━━━━━ Data section ━━━━━
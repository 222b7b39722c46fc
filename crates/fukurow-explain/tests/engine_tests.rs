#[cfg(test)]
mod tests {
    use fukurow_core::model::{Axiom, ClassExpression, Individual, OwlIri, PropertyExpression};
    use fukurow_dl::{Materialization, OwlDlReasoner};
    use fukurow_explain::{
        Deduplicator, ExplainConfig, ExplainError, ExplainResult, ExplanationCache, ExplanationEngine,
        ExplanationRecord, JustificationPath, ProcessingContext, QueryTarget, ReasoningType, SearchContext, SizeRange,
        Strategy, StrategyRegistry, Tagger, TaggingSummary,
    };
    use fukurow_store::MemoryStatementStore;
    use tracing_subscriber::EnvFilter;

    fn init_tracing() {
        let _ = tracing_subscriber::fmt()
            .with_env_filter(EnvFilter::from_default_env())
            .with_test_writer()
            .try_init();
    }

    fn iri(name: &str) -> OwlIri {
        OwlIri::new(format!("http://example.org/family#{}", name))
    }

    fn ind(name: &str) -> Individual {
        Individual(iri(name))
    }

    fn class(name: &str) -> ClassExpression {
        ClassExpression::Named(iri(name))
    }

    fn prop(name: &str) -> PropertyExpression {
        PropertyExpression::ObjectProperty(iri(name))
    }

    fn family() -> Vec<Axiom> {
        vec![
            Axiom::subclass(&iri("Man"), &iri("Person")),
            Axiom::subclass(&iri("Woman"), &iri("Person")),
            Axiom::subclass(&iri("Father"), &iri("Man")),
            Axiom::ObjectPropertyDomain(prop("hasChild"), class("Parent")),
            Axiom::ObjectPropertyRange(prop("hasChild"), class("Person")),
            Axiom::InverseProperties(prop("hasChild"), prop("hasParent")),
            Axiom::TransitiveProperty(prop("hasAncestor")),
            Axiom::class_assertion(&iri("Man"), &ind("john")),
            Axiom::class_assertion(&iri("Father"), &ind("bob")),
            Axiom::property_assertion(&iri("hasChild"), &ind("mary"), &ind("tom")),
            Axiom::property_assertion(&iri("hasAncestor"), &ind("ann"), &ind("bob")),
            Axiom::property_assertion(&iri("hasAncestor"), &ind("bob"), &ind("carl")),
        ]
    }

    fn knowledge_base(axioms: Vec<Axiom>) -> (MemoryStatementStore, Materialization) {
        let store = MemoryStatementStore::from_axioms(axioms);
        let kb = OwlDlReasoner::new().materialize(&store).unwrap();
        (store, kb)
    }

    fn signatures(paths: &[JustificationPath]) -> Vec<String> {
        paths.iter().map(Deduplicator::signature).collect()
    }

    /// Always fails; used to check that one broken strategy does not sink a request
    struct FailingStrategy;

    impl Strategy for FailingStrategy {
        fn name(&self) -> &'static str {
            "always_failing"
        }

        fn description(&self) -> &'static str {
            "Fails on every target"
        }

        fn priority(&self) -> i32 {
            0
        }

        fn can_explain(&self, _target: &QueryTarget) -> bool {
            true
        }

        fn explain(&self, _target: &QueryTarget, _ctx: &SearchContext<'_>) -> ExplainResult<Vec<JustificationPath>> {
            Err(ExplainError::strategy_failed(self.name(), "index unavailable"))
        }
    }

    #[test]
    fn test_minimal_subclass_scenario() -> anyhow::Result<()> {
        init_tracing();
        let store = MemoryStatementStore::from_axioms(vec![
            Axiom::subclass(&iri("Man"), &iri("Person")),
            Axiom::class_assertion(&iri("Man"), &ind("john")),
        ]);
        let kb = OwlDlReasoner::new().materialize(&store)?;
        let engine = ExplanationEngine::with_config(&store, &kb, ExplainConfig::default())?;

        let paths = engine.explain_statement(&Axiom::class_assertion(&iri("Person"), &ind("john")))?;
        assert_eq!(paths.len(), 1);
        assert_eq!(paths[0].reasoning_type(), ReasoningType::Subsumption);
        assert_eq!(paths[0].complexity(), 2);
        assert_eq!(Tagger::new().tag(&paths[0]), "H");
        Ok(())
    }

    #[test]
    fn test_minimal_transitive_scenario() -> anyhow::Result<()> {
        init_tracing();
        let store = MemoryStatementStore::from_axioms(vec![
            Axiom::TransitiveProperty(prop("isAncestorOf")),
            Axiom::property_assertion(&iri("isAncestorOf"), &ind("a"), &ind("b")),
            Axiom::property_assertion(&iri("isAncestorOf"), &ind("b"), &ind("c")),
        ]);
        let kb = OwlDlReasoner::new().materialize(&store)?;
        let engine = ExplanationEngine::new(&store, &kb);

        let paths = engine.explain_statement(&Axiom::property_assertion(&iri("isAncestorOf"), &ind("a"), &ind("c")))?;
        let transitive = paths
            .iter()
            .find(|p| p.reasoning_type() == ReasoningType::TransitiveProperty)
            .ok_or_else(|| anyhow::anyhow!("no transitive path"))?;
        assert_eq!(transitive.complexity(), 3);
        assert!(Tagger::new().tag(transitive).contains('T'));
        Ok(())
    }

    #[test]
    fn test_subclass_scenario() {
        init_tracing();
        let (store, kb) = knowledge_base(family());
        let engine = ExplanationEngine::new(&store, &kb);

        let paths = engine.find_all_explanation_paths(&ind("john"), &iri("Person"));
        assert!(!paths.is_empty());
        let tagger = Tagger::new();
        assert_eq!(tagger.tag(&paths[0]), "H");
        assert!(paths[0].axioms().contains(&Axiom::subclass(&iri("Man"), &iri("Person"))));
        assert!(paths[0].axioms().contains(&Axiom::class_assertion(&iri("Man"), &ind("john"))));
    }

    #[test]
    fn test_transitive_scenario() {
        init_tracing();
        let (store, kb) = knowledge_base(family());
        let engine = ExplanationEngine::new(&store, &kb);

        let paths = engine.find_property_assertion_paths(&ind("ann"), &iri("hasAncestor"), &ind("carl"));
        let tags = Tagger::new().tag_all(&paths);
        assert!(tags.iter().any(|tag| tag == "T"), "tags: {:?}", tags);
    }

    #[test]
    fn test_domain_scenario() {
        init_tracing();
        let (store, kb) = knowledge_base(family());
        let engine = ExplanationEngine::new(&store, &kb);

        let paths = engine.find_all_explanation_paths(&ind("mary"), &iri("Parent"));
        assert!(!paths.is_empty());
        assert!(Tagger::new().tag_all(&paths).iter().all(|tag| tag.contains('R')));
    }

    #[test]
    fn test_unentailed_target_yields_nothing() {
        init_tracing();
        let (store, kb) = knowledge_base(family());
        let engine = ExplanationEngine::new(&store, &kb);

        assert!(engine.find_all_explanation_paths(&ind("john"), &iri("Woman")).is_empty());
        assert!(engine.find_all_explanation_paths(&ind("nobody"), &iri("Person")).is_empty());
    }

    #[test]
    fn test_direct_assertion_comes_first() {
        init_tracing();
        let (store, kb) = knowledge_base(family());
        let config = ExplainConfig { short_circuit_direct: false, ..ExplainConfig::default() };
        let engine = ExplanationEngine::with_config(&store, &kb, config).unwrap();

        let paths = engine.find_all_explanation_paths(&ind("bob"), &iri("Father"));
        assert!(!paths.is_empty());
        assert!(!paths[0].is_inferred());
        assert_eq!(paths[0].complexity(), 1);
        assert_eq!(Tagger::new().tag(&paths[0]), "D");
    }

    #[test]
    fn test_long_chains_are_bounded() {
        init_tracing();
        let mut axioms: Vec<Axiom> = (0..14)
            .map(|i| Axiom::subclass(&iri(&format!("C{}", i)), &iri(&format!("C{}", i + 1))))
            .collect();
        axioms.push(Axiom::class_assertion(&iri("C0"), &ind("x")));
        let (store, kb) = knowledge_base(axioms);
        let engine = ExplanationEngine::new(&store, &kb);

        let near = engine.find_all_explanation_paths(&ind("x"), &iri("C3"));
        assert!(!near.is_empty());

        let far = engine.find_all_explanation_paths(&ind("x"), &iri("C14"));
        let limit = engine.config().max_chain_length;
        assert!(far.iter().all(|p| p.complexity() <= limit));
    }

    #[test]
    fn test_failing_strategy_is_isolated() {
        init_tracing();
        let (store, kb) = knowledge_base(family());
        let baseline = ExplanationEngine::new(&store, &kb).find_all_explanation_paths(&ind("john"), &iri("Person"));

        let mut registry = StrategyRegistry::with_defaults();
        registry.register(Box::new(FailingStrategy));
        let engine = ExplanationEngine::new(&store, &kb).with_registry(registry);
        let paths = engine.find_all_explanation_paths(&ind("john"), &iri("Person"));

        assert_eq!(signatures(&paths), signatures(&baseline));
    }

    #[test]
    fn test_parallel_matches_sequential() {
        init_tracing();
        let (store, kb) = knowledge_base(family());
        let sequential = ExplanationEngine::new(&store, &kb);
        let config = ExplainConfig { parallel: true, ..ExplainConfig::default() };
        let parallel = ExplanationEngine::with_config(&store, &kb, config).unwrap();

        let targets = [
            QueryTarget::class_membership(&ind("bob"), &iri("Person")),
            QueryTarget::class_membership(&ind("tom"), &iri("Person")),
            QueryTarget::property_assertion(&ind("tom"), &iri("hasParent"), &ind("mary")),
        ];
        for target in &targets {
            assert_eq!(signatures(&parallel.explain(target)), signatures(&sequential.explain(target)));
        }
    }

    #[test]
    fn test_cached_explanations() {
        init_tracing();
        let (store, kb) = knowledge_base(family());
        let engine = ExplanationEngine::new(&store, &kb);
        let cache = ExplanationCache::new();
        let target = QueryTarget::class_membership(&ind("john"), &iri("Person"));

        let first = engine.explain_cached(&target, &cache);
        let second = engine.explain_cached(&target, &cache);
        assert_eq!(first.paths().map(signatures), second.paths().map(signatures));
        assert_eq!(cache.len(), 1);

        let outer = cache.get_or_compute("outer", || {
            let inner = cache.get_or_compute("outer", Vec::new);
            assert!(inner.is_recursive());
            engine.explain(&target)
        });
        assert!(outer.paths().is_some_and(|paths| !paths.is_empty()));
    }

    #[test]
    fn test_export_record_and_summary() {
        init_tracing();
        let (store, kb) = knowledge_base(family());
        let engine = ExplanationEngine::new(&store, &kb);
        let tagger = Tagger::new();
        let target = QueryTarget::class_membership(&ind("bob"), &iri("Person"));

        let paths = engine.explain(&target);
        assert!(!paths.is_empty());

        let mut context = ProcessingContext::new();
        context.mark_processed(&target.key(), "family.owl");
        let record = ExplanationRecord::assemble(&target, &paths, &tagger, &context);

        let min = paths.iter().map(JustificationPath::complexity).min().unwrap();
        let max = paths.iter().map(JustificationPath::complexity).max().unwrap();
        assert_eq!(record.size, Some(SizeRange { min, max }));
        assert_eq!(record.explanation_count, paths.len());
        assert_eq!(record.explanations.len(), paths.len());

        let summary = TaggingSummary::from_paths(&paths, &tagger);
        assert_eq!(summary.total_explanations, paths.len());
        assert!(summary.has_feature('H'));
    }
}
━━━━━
Exercise details -
Collect each line above holding the string "Deduplicator".

Result of this task -
        Deduplicator, ExplainConfig, ExplainError, ExplainResult, ExplanationCache, ExplanationEngine,
        paths.iter().map(Deduplicator::signature).collect()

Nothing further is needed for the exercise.